[PROBLEM]
Work out how many lines in this listing hold the word "impl", and give the number with nothing added.

[EXERCISE INPUTS]
//! Per-bot decision state and its getters/setters
//!
//! `BotState` rides on a character entity. It holds the timers that gate
//! each routine, the weak references to the current target and move target,
//! and the tuning numbers copied from the bot's config at spawn.

use rustc_hash::FxHashSet;
use serde::{Deserialize, Serialize};

use crate::game::catalog::{BotConfig, WeaponId};
use crate::game::constants::combat::LOW_LIFE_RATIO;
use crate::game::constants::decision::STUCK_DETECTION_SQR_DISTANCE;
use crate::game::constants::roster::{DECISION_INTERVAL_JITTER, LOOK_INTERVAL_JITTER};
use crate::game::entity::EntityHandle;
use crate::game::world::Character;
use crate::util::fixed::Fp;
use crate::util::vec2::Vec2;

/// Bot archetype
#[derive(Debug, Clone, Copy, PartialEq, Eq, Hash, Default, Serialize, Deserialize)]
pub enum BehaviourType {
    /// Never acts
    #[default]
    Idle,
    /// Stands still and shoots whatever it sees
    StaticShooting,
    /// Roams the safe zone and shoots on sight
    WanderAndShoot,
    /// Full battle-royale routine
    FullCombat,
}

/// Where a bot is heading
#[derive(Debug, Clone, Copy, PartialEq, Eq, Hash)]
pub enum MoveTarget {
    /// Another entity's position (a pickup)
    Entity(EntityHandle),
    /// A fixed point on the map
    Location(Vec2),
}

/// Why a bot is moving
#[derive(Debug, Clone, Copy, PartialEq, Eq, Hash, Default)]
pub enum MovementType {
    #[default]
    None,
    Wander,
    GoToSafeArea,
    GoCloserToTeammate,
    Collect,
    Reposition,
    Nudge,
}

#[derive(Debug, Clone)]
pub struct BotState {
    pub behaviour: BehaviourType,
    /// Stable per-bot index; also selects the round-robin tick
    pub name_index: u32,

    pub decision_interval: Fp,
    pub look_for_targets_interval: Fp,
    pub next_decision_time: Fp,
    pub next_look_for_targets_time: Fp,
    pub next_allowed_special_use_time: Fp,

    pub target: Option<EntityHandle>,
    pub move_target: Option<MoveTarget>,
    pub movement_type: MovementType,
    /// Entities this bot failed to path to during its current life
    pub invalid_move_targets: FxHashSet<EntityHandle>,

    /// Negative means unlimited
    pub vision_range_sqr: Fp,
    /// Degrees
    pub accuracy_spread_angle: Fp,
    pub chance_to_use_special: Fp,
    pub special_aiming_deviation: Fp,
    pub special_cooldown_min: Fp,
    pub special_cooldown_max: Fp,
    pub max_aiming_range: Fp,
    pub movement_speed_multiplier: Fp,
    pub max_distance_to_teammate_sqr: Fp,
    pub damage_taken_multiplier: Fp,
    pub damage_done_multiplier: Fp,
    pub loadout_rarity: u8,

    pub favorite_weapon: Option<WeaponId>,
    /// Seconds left before a circle shrink at which the bot starts running
    pub time_start_running_from_circle: Fp,
    pub wander_direction: bool,
    pub stuck_detection_position: Option<Vec2>,
    pub random_teammate: Option<EntityHandle>,
    pub team_size: u32,
    pub spawn_with_player: bool,
    /// Set once the post-spawn speed reset ran
    pub speed_reset: bool,
}

impl BotState {
    pub fn new(behaviour: BehaviourType, name_index: u32) -> Self {
        Self {
            behaviour,
            name_index,
            decision_interval: Fp::ONE,
            look_for_targets_interval: Fp::HALF,
            next_decision_time: Fp::ZERO,
            next_look_for_targets_time: Fp::ZERO,
            next_allowed_special_use_time: Fp::ZERO,
            target: None,
            move_target: None,
            movement_type: MovementType::None,
            invalid_move_targets: FxHashSet::default(),
            vision_range_sqr: Fp::MINUS_ONE,
            accuracy_spread_angle: Fp::ZERO,
            chance_to_use_special: Fp::ZERO,
            special_aiming_deviation: Fp::ZERO,
            special_cooldown_min: Fp::ZERO,
            special_cooldown_max: Fp::ZERO,
            max_aiming_range: Fp::from_int(20),
            movement_speed_multiplier: Fp::ONE,
            max_distance_to_teammate_sqr: Fp::from_int(100),
            damage_taken_multiplier: Fp::ONE,
            damage_done_multiplier: Fp::ONE,
            loadout_rarity: 0,
            favorite_weapon: None,
            time_start_running_from_circle: Fp::from_int(10),
            wander_direction: false,
            stuck_detection_position: None,
            random_teammate: None,
            team_size: 1,
            spawn_with_player: false,
            speed_reset: false,
        }
    }

    /// Copy the tuning numbers from a config entry
    ///
    /// Intervals are offset by the name index so bots sharing a config do not
    /// all re-decide on the same tick.
    pub fn from_config(config: &BotConfig, name_index: u32) -> Self {
        let index = i64::from(name_index);
        Self {
            decision_interval: config.decision_interval + DECISION_INTERVAL_JITTER.mul_int(index),
            look_for_targets_interval: config.look_for_targets_interval + LOOK_INTERVAL_JITTER.mul_int(index),
            vision_range_sqr: config.vision_range_sqr,
            accuracy_spread_angle: config.accuracy_spread_angle,
            chance_to_use_special: config.chance_to_use_special,
            special_aiming_deviation: config.special_aiming_deviation,
            special_cooldown_min: config.special_cooldown_min,
            special_cooldown_max: config.special_cooldown_max,
            max_aiming_range: config.max_aiming_range,
            movement_speed_multiplier: config.movement_speed_multiplier,
            max_distance_to_teammate_sqr: config.max_distance_to_teammate_sqr,
            damage_taken_multiplier: config.damage_taken_multiplier,
            damage_done_multiplier: config.damage_done_multiplier,
            loadout_rarity: config.loadout_rarity,
            ..Self::new(config.behaviour, name_index)
        }
    }

    #[inline]
    pub fn can_take_decision(&self, now: Fp) -> bool {
        now >= self.next_decision_time
    }

    #[inline]
    pub fn set_next_decision_delay(&mut self, now: Fp, seconds: Fp) {
        self.next_decision_time = now + seconds;
    }

    #[inline]
    pub fn can_look_for_targets(&self, now: Fp) -> bool {
        now >= self.next_look_for_targets_time
    }

    pub fn set_search_for_enemy_delay(&mut self, now: Fp) {
        self.next_look_for_targets_time = now + self.look_for_targets_interval;
    }

    /// Commit to a move target; pushes the next decision one interval out
    pub fn set_has_waypoint(&mut self, now: Fp, target: MoveTarget, position: Vec2, movement: MovementType) {
        self.move_target = Some(target);
        self.movement_type = movement;
        self.next_decision_time = now + self.decision_interval;
        self.stuck_detection_position = Some(position);
    }

    /// Drop the move target and make the next decision due now
    ///
    /// Returns the previous target so the caller can release a pickup claim.
    pub fn reset_target_waypoint(&mut self, now: Fp) -> Option<MoveTarget> {
        self.movement_type = MovementType::None;
        self.next_decision_time = now;
        self.stuck_detection_position = None;
        self.move_target.take()
    }

    /// True if the bot barely moved since the last check
    ///
    /// Records `position` as the new reference point otherwise.
    pub fn is_stuck(&mut self, position: Vec2) -> bool {
        if let Some(previous) = self.stuck_detection_position {
            if previous.distance_sq_to(position) < STUCK_DETECTION_SQR_DISTANCE {
                return true;
            }
        }
        self.stuck_detection_position = Some(position);
        false
    }

    #[inline]
    pub fn is_doing_nothing(&self) -> bool {
        self.move_target.is_none() && self.target.is_none()
    }

    #[inline]
    pub fn is_low_life(&self, character: &Character) -> bool {
        character.health_ratio() < LOW_LIFE_RATIO
    }

    pub fn is_invalid_move_target(&self, entity: EntityHandle) -> bool {
        self.invalid_move_targets.contains(&entity)
    }

    /// Entity currently pathed to, if any
    pub fn move_target_entity(&self) -> Option<EntityHandle> {
        match self.move_target {
            Some(MoveTarget::Entity(entity)) => Some(entity),
            _ => None,
        }
    }
}
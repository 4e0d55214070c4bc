//! Seeded deterministic random stream
//!
//! One `SimRng` is created per match and threaded explicitly through every
//! decision routine. Draws are consumed in call order, so identical inputs
//! replay identically on every machine.

use crate::util::fixed::{Fp, FRAC_BITS};
use rand::{RngCore, SeedableRng};

const GOLDEN_GAMMA: u64 = 0x9E37_79B9_7F4A_7C15;
const FRACTION_SPAN: u64 = 1 << FRAC_BITS;

/// SplitMix64 generator with fixed-point draws
#[derive(Debug, Clone, PartialEq, Eq)]
pub struct SimRng {
    state: u64,
}

impl SimRng {
    pub fn new(seed: u64) -> Self {
        Self { state: seed }
    }

    #[inline]
    fn next_raw(&mut self) -> u64 {
        self.state = self.state.wrapping_add(GOLDEN_GAMMA);
        let mut z = self.state;
        z = (z ^ (z >> 30)).wrapping_mul(0xBF58_476D_1CE4_E5B9);
        z = (z ^ (z >> 27)).wrapping_mul(0x94D0_49BB_1331_11EB);
        z ^ (z >> 31)
    }

    /// Uniform in [0, 1)
    pub fn next_fp(&mut self) -> Fp {
        Fp::from_raw((self.next_raw() >> (64 - FRAC_BITS)) as i64)
    }

    /// Uniform in [min, max); returns `min` for an empty range
    pub fn range_fp(&mut self, min: Fp, max: Fp) -> Fp {
        if max <= min {
            return min;
        }
        let unit = (self.next_raw() >> (64 - FRAC_BITS)) as i128;
        let span = (max - min).raw() as i128;
        min + Fp::from_raw(((span * unit) >> FRAC_BITS) as i64)
    }

    /// Uniform in [min, max], both ends reachable
    pub fn range_fp_inclusive(&mut self, min: Fp, max: Fp) -> Fp {
        if max <= min {
            return min;
        }
        let unit = (self.next_raw() % (FRACTION_SPAN + 1)) as i128;
        let span = (max - min).raw() as i128;
        min + Fp::from_raw(((span * unit) >> FRAC_BITS) as i64)
    }

    /// Uniform integer in [min, max); returns `min` for an empty range
    pub fn range_i32(&mut self, min: i32, max: i32) -> i32 {
        if max <= min {
            return min;
        }
        let span = (max as i64 - min as i64) as u64;
        (min as i64 + (self.next_raw() % span) as i64) as i32
    }

    /// Uniform index in [min, max); returns `min` for an empty range
    pub fn range_usize(&mut self, min: usize, max: usize) -> usize {
        if max <= min {
            return min;
        }
        let span = (max - min) as u64;
        min + (self.next_raw() % span) as usize
    }

    pub fn next_bool(&mut self) -> bool {
        self.next_raw() >> 63 == 1
    }
}

impl RngCore for SimRng {
    fn next_u32(&mut self) -> u32 {
        (self.next_raw() >> 32) as u32
    }

    fn next_u64(&mut self) -> u64 {
        self.next_raw()
    }

    fn fill_bytes(&mut self, dest: &mut [u8]) {
        for chunk in dest.chunks_mut(8) {
            let bytes = self.next_raw().to_le_bytes();
            chunk.copy_from_slice(&bytes[..chunk.len()]);
        }
    }

    fn try_fill_bytes(&mut self, dest: &mut [u8]) -> Result<(), rand::Error> {
        self.fill_bytes(dest);
        Ok(())
    }
}

impl SeedableRng for SimRng {
    type Seed = [u8; 8];

    fn from_seed(seed: Self::Seed) -> Self {
        Self::new(u64::from_le_bytes(seed))
    }

    fn seed_from_u64(state: u64) -> Self {
        Self::new(state)
    }
}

[EXERCISE OUTPUT]
4